An omic-based Drug Repurposing approach to modulate Immunosenescence and Inflammaging

Immunosenescence is the gradual decline of the immune system in older people characterized by a reduced response to neo-antigens, vaccines and pathogens, due to an increased dysregulation of the innate and adaptive immune system. Key hallmarks of systemic immunosenescence are a reduction of naïve T and B cells, causing antigen-responsiveness deficiency, and by a chronic pro-inflammatory environment that contributes to the dysregulation and disorganization of the entire immune system called inflammaging.
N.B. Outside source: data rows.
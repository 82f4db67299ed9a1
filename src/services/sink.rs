use std::fs::File;
use std::path::Path;
use thiserror::Error;

/// Errors that can occur while writing the report
#[derive(Debug, Error)]
pub enum SinkError {
    #[error("I/O error: {0}")]
    Io(#[from] std::io::Error),

    #[error("CSV write failed: {0}")]
    Csv(#[from] csv::Error),
}

/// Destination for report rows
///
/// The scheduler writes the header once, then appends one block of rows per
/// batch. Appends are serialized by the scheduler's control path, so
/// implementations need no internal synchronization.
pub trait RowSink {
    fn write_header(&mut self, fields: &[String]) -> Result<(), SinkError>;
    fn append_rows(&mut self, rows: Vec<Vec<String>>) -> Result<(), SinkError>;
}

/// CSV file sink
pub struct CsvSink {
    writer: csv::Writer<File>,
}

impl CsvSink {
    pub fn create<P: AsRef<Path>>(path: P) -> Result<Self, SinkError> {
        let file = File::create(path)?;
        Ok(Self {
            writer: csv::Writer::from_writer(file),
        })
    }
}

impl RowSink for CsvSink {
    fn write_header(&mut self, fields: &[String]) -> Result<(), SinkError> {
        self.writer.write_record(fields)?;
        self.writer.flush()?;
        Ok(())
    }

    fn append_rows(&mut self, rows: Vec<Vec<String>>) -> Result<(), SinkError> {
        for row in rows {
            self.writer.write_record(&row)?;
        }
        // Flush per batch so an interrupted run leaves whole batches on disk
        self.writer.flush()?;
        Ok(())
    }
}
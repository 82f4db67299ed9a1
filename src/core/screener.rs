use crate::models::ScreeningOutcome;
use crate::services::ApiClient;
use std::sync::Arc;

/// Two-phase screening of a single address
///
/// Phase 1 registers the address with the scoring service; phase 2
/// retrieves the computed profile. Retrieval is only attempted after a
/// successful registration.
pub struct AddressScreener {
    api: Arc<ApiClient>,
}

impl AddressScreener {
    pub fn new(api: Arc<ApiClient>) -> Self {
        Self { api }
    }

    /// Screen one address, always producing an outcome
    ///
    /// Never fails outward: HTTP non-success, transport faults and
    /// timeouts all fold into the outcome's status, so one poisoned
    /// address cannot abort its batch. The scheduler relies on exactly
    /// one outcome per input address.
    pub async fn screen(&self, address: &str) -> ScreeningOutcome {
        if let Err(e) = self.api.register(address).await {
            return ScreeningOutcome::failed(address, e.to_string());
        }

        match self.api.retrieve(address).await {
            Ok(profile) => ScreeningOutcome::complete(address, profile),
            Err(e) => ScreeningOutcome::failed(address, e.to_string()),
        }
    }
}
use crate::models::{ExposureType, ScreeningOutcome};

/// Fixed columns preceding the per-category exposure columns
const PREFIX_FIELDS: [&str; 6] = [
    "address",
    "screenStatus",
    "risk",
    "riskReason",
    "category",
    "name",
];

/// Build the report header for the resolved catalog
///
/// One column per category, or a `<category>_direct`/`<category>_indirect`
/// pair when the exposure split is enabled.
pub fn header(categories: &[String], include_indirect: bool) -> Vec<String> {
    let mut fields: Vec<String> = PREFIX_FIELDS.iter().map(|f| f.to_string()).collect();

    for category in categories {
        if include_indirect {
            fields.push(format!("{}_direct", category));
            fields.push(format!("{}_indirect", category));
        } else {
            fields.push(category.clone());
        }
    }

    fields
}

/// Flatten one screening outcome into a report row
///
/// Category columns follow catalog order. A missing exposure is a normal
/// zero-exposure case and yields an empty field, never an error; failed
/// outcomes carry their failure description in the status column with
/// everything else empty.
pub fn flatten(
    outcome: &ScreeningOutcome,
    categories: &[String],
    include_indirect: bool,
) -> Vec<String> {
    let mut row = vec![
        outcome.address.clone(),
        outcome.status.to_string(),
        outcome.risk.clone().unwrap_or_default(),
        outcome.risk_reason.clone().unwrap_or_default(),
        outcome.cluster_category.clone().unwrap_or_default(),
        outcome.cluster_name.clone().unwrap_or_default(),
    ];

    for category in categories {
        if include_indirect {
            row.push(exposure_value(outcome, category, ExposureType::Direct));
            row.push(exposure_value(outcome, category, ExposureType::Indirect));
        } else {
            // Unset and direct share the single bucket
            row.push(non_indirect_value(outcome, category));
        }
    }

    row
}

fn exposure_value(outcome: &ScreeningOutcome, category: &str, kind: ExposureType) -> String {
    outcome
        .exposures
        .iter()
        .find(|e| e.category == category && e.exposure_type == kind)
        .map(|e| e.value.to_string())
        .unwrap_or_default()
}

fn non_indirect_value(outcome: &ScreeningOutcome, category: &str) -> String {
    outcome
        .exposures
        .iter()
        .find(|e| e.category == category && e.exposure_type != ExposureType::Indirect)
        .map(|e| e.value.to_string())
        .unwrap_or_default()
}

#[cfg(test)]
mod tests {
    use super::*;
    use crate::models::{Exposure, RiskProfile, ScreeningOutcome};

    fn catalog() -> Vec<String> {
        vec!["mixing".to_string(), "exchange".to_string()]
    }

    fn outcome_with_direct_mixing() -> ScreeningOutcome {
        let profile = RiskProfile {
            exposures: vec![Exposure {
                category: "mixing".to_string(),
                exposure_type: ExposureType::Direct,
                value: 100.0,
            }],
            ..Default::default()
        };
        ScreeningOutcome::complete("0xAAA", profile)
    }

    #[test]
    fn test_header_single_column_per_category() {
        let fields = header(&catalog(), false);
        assert_eq!(
            fields,
            vec!["address", "screenStatus", "risk", "riskReason", "category", "name", "mixing", "exchange"]
        );
    }

    #[test]
    fn test_header_split_columns() {
        let fields = header(&catalog(), true);
        assert_eq!(&fields[6..], &[
            "mixing_direct",
            "mixing_indirect",
            "exchange_direct",
            "exchange_indirect"
        ]);
    }

    #[test]
    fn test_flatten_non_indirect_mode() {
        let row = flatten(&outcome_with_direct_mixing(), &catalog(), false);
        // mixing = 100, exchange absent
        assert_eq!(&row[6..], &["100", ""]);
    }

    #[test]
    fn test_flatten_indirect_mode() {
        let row = flatten(&outcome_with_direct_mixing(), &catalog(), true);
        assert_eq!(&row[6..], &["100", "", "", ""]);
    }

    #[test]
    fn test_unset_exposure_type_counts_as_direct() {
        let profile: RiskProfile = serde_json::from_str(
            r#"{"exposures":[{"category":"mixing","value":55.5}]}"#,
        )
        .unwrap();
        let outcome = ScreeningOutcome::complete("0xAAA", profile);

        let row = flatten(&outcome, &catalog(), false);
        assert_eq!(row[6], "55.5");

        let row = flatten(&outcome, &catalog(), true);
        assert_eq!(row[6], "55.5");
    }

    #[test]
    fn test_indirect_exposure_excluded_from_single_bucket() {
        let profile = RiskProfile {
            exposures: vec![Exposure {
                category: "mixing".to_string(),
                exposure_type: ExposureType::Indirect,
                value: 7.0,
            }],
            ..Default::default()
        };
        let outcome = ScreeningOutcome::complete("0xAAA", profile);

        let row = flatten(&outcome, &catalog(), false);
        assert_eq!(&row[6..], &["", ""]);

        let row = flatten(&outcome, &catalog(), true);
        assert_eq!(&row[6..], &["", "7", "", ""]);
    }

    #[test]
    fn test_zero_exposures_yield_empty_fields() {
        let outcome = ScreeningOutcome::complete("0xAAA", RiskProfile::default());
        let row = flatten(&outcome, &catalog(), false);
        assert_eq!(&row[6..], &["", ""]);
    }

    #[test]
    fn test_failed_outcome_row_shape() {
        let outcome = ScreeningOutcome::failed("0xBAD", "429 Too Many Requests");
        let row = flatten(&outcome, &catalog(), true);

        assert_eq!(row[0], "0xBAD");
        assert_eq!(row[1], "429 Too Many Requests");
        // Everything past the status is empty, including category columns
        assert!(row[2..].iter().all(|field| field.is_empty()));
        assert_eq!(row.len(), 6 + 2 * 2);
    }
}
In order to evaluate drugs ability to revert immunosenescence, we set up an in vitro stimulation study using peripheral blood mononuclear cells (PBMCs) from healthy donors (age 20-30), and analyzed cell response to drugs at the transcriptional level via bulk RNAseq analysis. The bioinformatic analysis elucidated the mechanisms underlying the immunomodulatory properties of the drugs and their ability to affect the regulation of immunosenescence signatures. In the end literature-selected drugs demonstrated to be able to revert the regulation of the upregulated signature of immunosenescence and in particular Spermidine 10μM, Dexamethasone 100nM and Rapamycin 10nM were declared as the most interesting drugs. Overall, this work offered a primary evaluation of the potential of the literature-selected drugs to prevent or improve immunosenescence, paving the way to new possible therapies for the treatment of immune system dysfunction in the elderly.